What the task asks: When every entry has been read, print each one back exactly.

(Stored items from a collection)
- - -

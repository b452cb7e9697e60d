//! Output formatting for solver results

use crate::executor::SolverResult;
use chrono::TimeDelta;
use std::time::Instant;

/// Prints results as they are released and a summary at the end
pub struct OutputFormatter {
    quiet: bool,
    start_time: Instant,
}

impl OutputFormatter {
    pub fn new(quiet: bool) -> Self {
        Self {
            quiet,
            start_time: Instant::now(),
        }
    }

    pub fn print_result(&self, result: &SolverResult) {
        match (&result.answer, self.quiet) {
            (Ok(answer), true) => println!("{}", answer),
            (Ok(_), false) => println!("{}", format_line(result)),
            (Err(e), true) => eprintln!("Error: {}", e),
            (Err(_), false) => eprintln!("{}", format_line(result)),
        }
    }

    /// Counts and timings over every printed result; silent in quiet mode
    pub fn print_summary(&self, results: &[SolverResult]) {
        if self.quiet {
            return;
        }

        let summary = Summary::of(results);
        let elapsed = TimeDelta::from_std(self.start_time.elapsed()).unwrap_or(TimeDelta::MAX);

        println!();
        println!("--- Summary ---");
        println!(
            "Solvers: {} solved, {} failed",
            summary.solved, summary.failed
        );
        println!("Total parse time: {}", format_duration(summary.parse_time));
        println!("Total solve time: {}", format_duration(summary.solve_time));
        println!("Elapsed wall-clock time: {}", format_duration(elapsed));
        if let Some(speedup) = summary.speedup(elapsed) {
            println!("Speedup factor: {:.2}x", speedup);
        }
    }
}

/// Aggregate over successful results; failures only count
#[derive(Debug, PartialEq)]
struct Summary {
    solved: usize,
    failed: usize,
    parse_time: TimeDelta,
    solve_time: TimeDelta,
}

impl Summary {
    fn of(results: &[SolverResult]) -> Self {
        let solved: Vec<_> = results.iter().filter(|r| r.answer.is_ok()).collect();
        Self {
            solved: solved.len(),
            failed: results.len() - solved.len(),
            parse_time: solved.iter().filter_map(|r| r.parse_duration).sum(),
            solve_time: solved.iter().map(|r| r.solve_duration).sum(),
        }
    }

    /// Compute time over wall-clock time
    fn speedup(&self, elapsed: TimeDelta) -> Option<f64> {
        let elapsed = elapsed.num_microseconds().filter(|&us| us > 0)?;
        let compute = (self.parse_time + self.solve_time).num_microseconds()?;
        Some(compute as f64 / elapsed as f64)
    }
}

/// `YYYY/DD Part P: <answer> (parse: …, solve: …)` or the error
fn format_line(result: &SolverResult) -> String {
    let prefix = format!("{}/{:02} Part {}", result.year, result.day, result.part);
    match &result.answer {
        Ok(answer) => {
            let parse_timing = result
                .parse_duration
                .map(|d| format!("parse: {}, ", format_duration(d)))
                .unwrap_or_default();
            format!(
                "{}: {} ({}solve: {})",
                prefix,
                answer,
                parse_timing,
                format_duration(result.solve_duration)
            )
        }
        Err(e) => format!("{}: Error - {}", prefix, e),
    }
}

fn format_duration(d: TimeDelta) -> String {
    let Some(micros) = d.num_microseconds() else {
        return "N/A".to_string();
    };

    if micros < 0 {
        return format!("-{}", format_duration(-d));
    }

    if micros < 1000 {
        format!("{}µs", micros)
    } else if micros < 1_000_000 {
        format!("{:.2}ms", micros as f64 / 1000.0)
    } else {
        format!("{:.2}s", micros as f64 / 1_000_000.0)
    }
}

- - -

Written answer:
repository b452cb7e9697e60d
//! Output formatting for solver results

use crate::executor::SolverResult;
use chrono::TimeDelta;
use std::time::Instant;

/// Prints results as they are released and a summary at the end
pub struct OutputFormatter {
    quiet: bool,
    start_time: Instant,
}

impl OutputFormatter {
    pub fn new(quiet: bool) -> Self {
        Self {
            quiet,
            start_time: Instant::now(),
        }
    }

    pub fn print_result(&self, result: &SolverResult) {
        match (&result.answer, self.quiet) {
            (Ok(answer), true) => println!("{}", answer),
            (Ok(_), false) => println!("{}", format_line(result)),
            (Err(e), true) => eprintln!("Error: {}", e),
            (Err(_), false) => eprintln!("{}", format_line(result)),
        }
    }

    /// Counts and timings over every printed result; silent in quiet mode
    pub fn print_summary(&self, results: &[SolverResult]) {
        if self.quiet {
            return;
        }

        let summary = Summary::of(results);
        let elapsed = TimeDelta::from_std(self.start_time.elapsed()).unwrap_or(TimeDelta::MAX);

        println!();
        println!("--- Summary ---");
        println!(
            "Solvers: {} solved, {} failed",
            summary.solved, summary.failed
        );
        println!("Total parse time: {}", format_duration(summary.parse_time));
        println!("Total solve time: {}", format_duration(summary.solve_time));
        println!("Elapsed wall-clock time: {}", format_duration(elapsed));
        if let Some(speedup) = summary.speedup(elapsed) {
            println!("Speedup factor: {:.2}x", speedup);
        }
    }
}

/// Aggregate over successful results; failures only count
#[derive(Debug, PartialEq)]
struct Summary {
    solved: usize,
    failed: usize,
    parse_time: TimeDelta,
    solve_time: TimeDelta,
}

impl Summary {
    fn of(results: &[SolverResult]) -> Self {
        let solved: Vec<_> = results.iter().filter(|r| r.answer.is_ok()).collect();
        Self {
            solved: solved.len(),
            failed: results.len() - solved.len(),
            parse_time: solved.iter().filter_map(|r| r.parse_duration).sum(),
            solve_time: solved.iter().map(|r| r.solve_duration).sum(),
        }
    }

    /// Compute time over wall-clock time
    fn speedup(&self, elapsed: TimeDelta) -> Option<f64> {
        let elapsed = elapsed.num_microseconds().filter(|&us| us > 0)?;
        let compute = (self.parse_time + self.solve_time).num_microseconds()?;
        Some(compute as f64 / elapsed as f64)
    }
}

/// `YYYY/DD Part P: <answer> (parse: …, solve: …)` or the error
fn format_line(result: &SolverResult) -> String {
    let prefix = format!("{}/{:02} Part {}", result.year, result.day, result.part);
    match &result.answer {
        Ok(answer) => {
            let parse_timing = result
                .parse_duration
                .map(|d| format!("parse: {}, ", format_duration(d)))
                .unwrap_or_default();
            format!(
                "{}: {} ({}solve: {})",
                prefix,
                answer,
                parse_timing,
                format_duration(result.solve_duration)
            )
        }
        Err(e) => format!("{}: Error - {}", prefix, e),
    }
}

fn format_duration(d: TimeDelta) -> String {
    let Some(micros) = d.num_microseconds() else {
        return "N/A".to_string();
    };

    if micros < 0 {
        return format!("-{}", format_duration(-d));
    }

    if micros < 1000 {
        format!("{}µs", micros)
    } else if micros < 1_000_000 {
        format!("{:.2}ms", micros as f64 / 1000.0)
    } else {
        format!("{:.2}s", micros as f64 / 1_000_000.0)
    }
}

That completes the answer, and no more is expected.